NCJ Number
74673
Date Published
1980
Length
14 pages
Annotation
In this attempt to look at crime and crime prevention from a purely economic viewpoint, costs and benefits of crime and criminal justice are examined at the national and local community level for crime prevention planning purposes.
Abstract
Paradoxically, crime generates a vast range of employment opportunities in a society (e.g., police, judicial and correctional personnel, criminologists, social workers, forensic psychologists and psychiatrists, manufacturers of security and anti-crime devices, undertakers, doctors and nurses, pharmacists, repairmen of property damaged by vandals, and, finally, insurance companies dealing in crime risk coverage). The same could be said for natural disasters and war, if one looks only at benefits and ignores the costs (i.e., even the purely economic costs, leaving out the imponderables that could never be priced in dollars). The economic concept of retribution through fines and restitution for minor property crimes is still applied in modern societies. From a strictly economic standpoint, crime does benefit a society, e.g., through the accumulation of wealth and its profitable reinvestment, regardless of how such wealth was acquired.
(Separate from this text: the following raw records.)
pub mod agents;
pub mod health;
pub mod jarvis;
pub mod qa;
pub mod snapshot;
pub mod watch;
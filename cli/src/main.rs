use clap::{Parser, Subcommand};
use tracing_subscriber::{layer::SubscriberExt, util::SubscriberInitExt};

mod commands;
mod stream;
mod util;

use commands::agents::AgentCommands;
use commands::jarvis::JarvisCommands;
use commands::qa::QaCommands;
use commands::snapshot::SnapshotCommands;

#[derive(Parser)]
#[command(
    name = "opsdeck",
    version,
    about = "opsdeck CLI: watch the live agent board and drive it from the terminal"
)]
struct Cli {
    /// API base URL
    #[arg(long, env = "OPSDECK_API_URL", default_value = "http://127.0.0.1:7788")]
    api_url: String,

    /// Shared bearer token
    #[arg(long, env = "OPSDECK_TOKEN", hide_env_values = true)]
    token: Option<String>,

    /// Print compact JSON instead of pretty JSON
    #[arg(long, global = true)]
    raw: bool,

    #[command(subcommand)]
    command: Commands,
}

#[derive(Subcommand)]
enum Commands {
    /// Check API health and channel state
    Health,
    /// Read or replace the snapshot
    Snapshot {
        #[command(subcommand)]
        command: SnapshotCommands,
    },
    /// Follow the live stream until Ctrl-C
    Watch {
        /// Print every envelope instead of per-change summaries
        #[arg(long)]
        envelopes: bool,
    },
    /// Agent sessions, feed and pending commands
    Agent {
        #[command(subcommand)]
        command: AgentCommands,
    },
    /// QA handoffs
    Qa {
        #[command(subcommand)]
        command: QaCommands,
    },
    /// Voice assistant
    Jarvis {
        #[command(subcommand)]
        command: JarvisCommands,
    },
}

#[tokio::main]
async fn main() {
    let _ = dotenvy::dotenv();

    tracing_subscriber::registry()
        .with(
            tracing_subscriber::EnvFilter::try_from_default_env()
                .unwrap_or_else(|_| "opsdeck=info".into()),
        )
        .with(tracing_subscriber::fmt::layer().with_writer(std::io::stderr))
        .init();

    let cli = Cli::parse();
    let api_url = cli.api_url.trim_end_matches('/').to_string();
    let token = cli.token.as_deref();

    let code = match cli.command {
        Commands::Health => commands::health::run(&api_url, cli.raw).await,
        Commands::Snapshot { command } => {
            commands::snapshot::run(&api_url, token, cli.raw, command).await
        }
        Commands::Watch { envelopes } => commands::watch::run(&api_url, token, envelopes).await,
        Commands::Agent { command } => commands::agents::run(&api_url, token, cli.raw, command).await,
        Commands::Qa { command } => commands::qa::run(&api_url, token, cli.raw, command).await,
        Commands::Jarvis { command } => {
            commands::jarvis::run(&api_url, token, cli.raw, command).await
        }
    };

    std::process::exit(code);
}
use serde::de::DeserializeOwned;
use serde_json::json;

pub fn client() -> reqwest::Client {
    reqwest::Client::new()
}

fn render(value: &serde_json::Value, raw: bool) -> String {
    let rendered = if raw {
        serde_json::to_string(value)
    } else {
        serde_json::to_string_pretty(value)
    };
    rendered.unwrap_or_else(|_| value.to_string())
}

pub fn exit_error(message: &str, docs_hint: Option<&str>) -> ! {
    let mut err = json!({
        "error": "cli_error",
        "message": message
    });
    if let Some(hint) = docs_hint {
        err["docs_hint"] = json!(hint);
    }
    eprintln!("{}", render(&err, false));
    std::process::exit(1);
}

/// Execute an API request, print the response, return a structured exit code.
///
/// Exit codes: 0=success (2xx), 1=client error (4xx), 2=server error (5xx),
///             3=connection error, 4=usage error
pub async fn api_request(
    api_url: &str,
    method: reqwest::Method,
    path: &str,
    token: Option<&str>,
    body: Option<serde_json::Value>,
    query: &[(String, String)],
    raw: bool,
) -> i32 {
    let url = match reqwest::Url::parse(&format!("{api_url}{path}")) {
        Ok(mut u) => {
            if !query.is_empty() {
                let mut q = u.query_pairs_mut();
                for (k, v) in query {
                    q.append_pair(k, v);
                }
            }
            u
        }
        Err(e) => {
            let err = json!({
                "error": "cli_error",
                "message": format!("Invalid URL: {api_url}{path}: {e}")
            });
            eprintln!("{}", render(&err, raw));
            return 4;
        }
    };

    let mut req = client().request(method, url);
    if let Some(t) = token {
        req = req.bearer_auth(t);
    }
    if let Some(b) = body {
        req = req.json(&b);
    }

    let resp = match req.send().await {
        Ok(r) => r,
        Err(e) => {
            let err = json!({
                "error": "connection_error",
                "message": format!("{e}"),
                "docs_hint": "Is the API server running? Check OPSDECK_API_URL."
            });
            eprintln!("{}", render(&err, raw));
            return 3;
        }
    };

    let status = resp.status().as_u16();
    let exit_code = match status {
        200..=299 => 0,
        400..=499 => 1,
        _ => 2,
    };

    let resp_body: serde_json::Value = match resp.json().await {
        Ok(v) => v,
        Err(e) => json!({"raw_error": format!("Failed to parse response as JSON: {e}")}),
    };

    let formatted = render(&resp_body, raw);
    if exit_code == 0 {
        println!("{formatted}");
    } else {
        eprintln!("{formatted}");
    }
    exit_code
}

/// GET a JSON document without printing it.
pub async fn fetch_json<T: DeserializeOwned>(
    client: &reqwest::Client,
    api_url: &str,
    path: &str,
    token: Option<&str>,
) -> Result<T, reqwest::Error> {
    let mut req = client.get(format!("{api_url}{path}"));
    if let Some(t) = token {
        req = req.bearer_auth(t);
    }
    req.send().await?.error_for_status()?.json().await
}

/// Read JSON from a file path or stdin (when path is "-").
pub fn read_json_from_file(path: &str) -> Result<serde_json::Value, String> {
    let raw = if path == "-" {
        std::io::read_to_string(std::io::stdin())
            .map_err(|e| format!("Failed to read stdin: {e}"))?
    } else {
        std::fs::read_to_string(path).map_err(|e| format!("Failed to read {path}: {e}"))?
    };
    serde_json::from_str(&raw).map_err(|e| format!("Invalid JSON in {path}: {e}"))
}

/// Insert `value` under `key` unless it is `None`.
pub fn put_opt(body: &mut serde_json::Value, key: &str, value: Option<String>) {
    if let Some(v) = value {
        body[key] = json!(v);
    }
}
Even bribery and corruption (e.g., the Lockheed scandals) can produce benefits to national economies. Economic crimes (e.g., international operations in trade and currencies), however, usually damage the economies of all the countries concerned and benefit only corporate or individual offenders. Unfortunately, criminal justice and crime prevention cannot be considered only in economic and cost-benefit terms, because of their ethical, social, and political implications. Crime prevention planners must consider all these issues, along with how resources will be used and what must be paid to achieve planning objectives.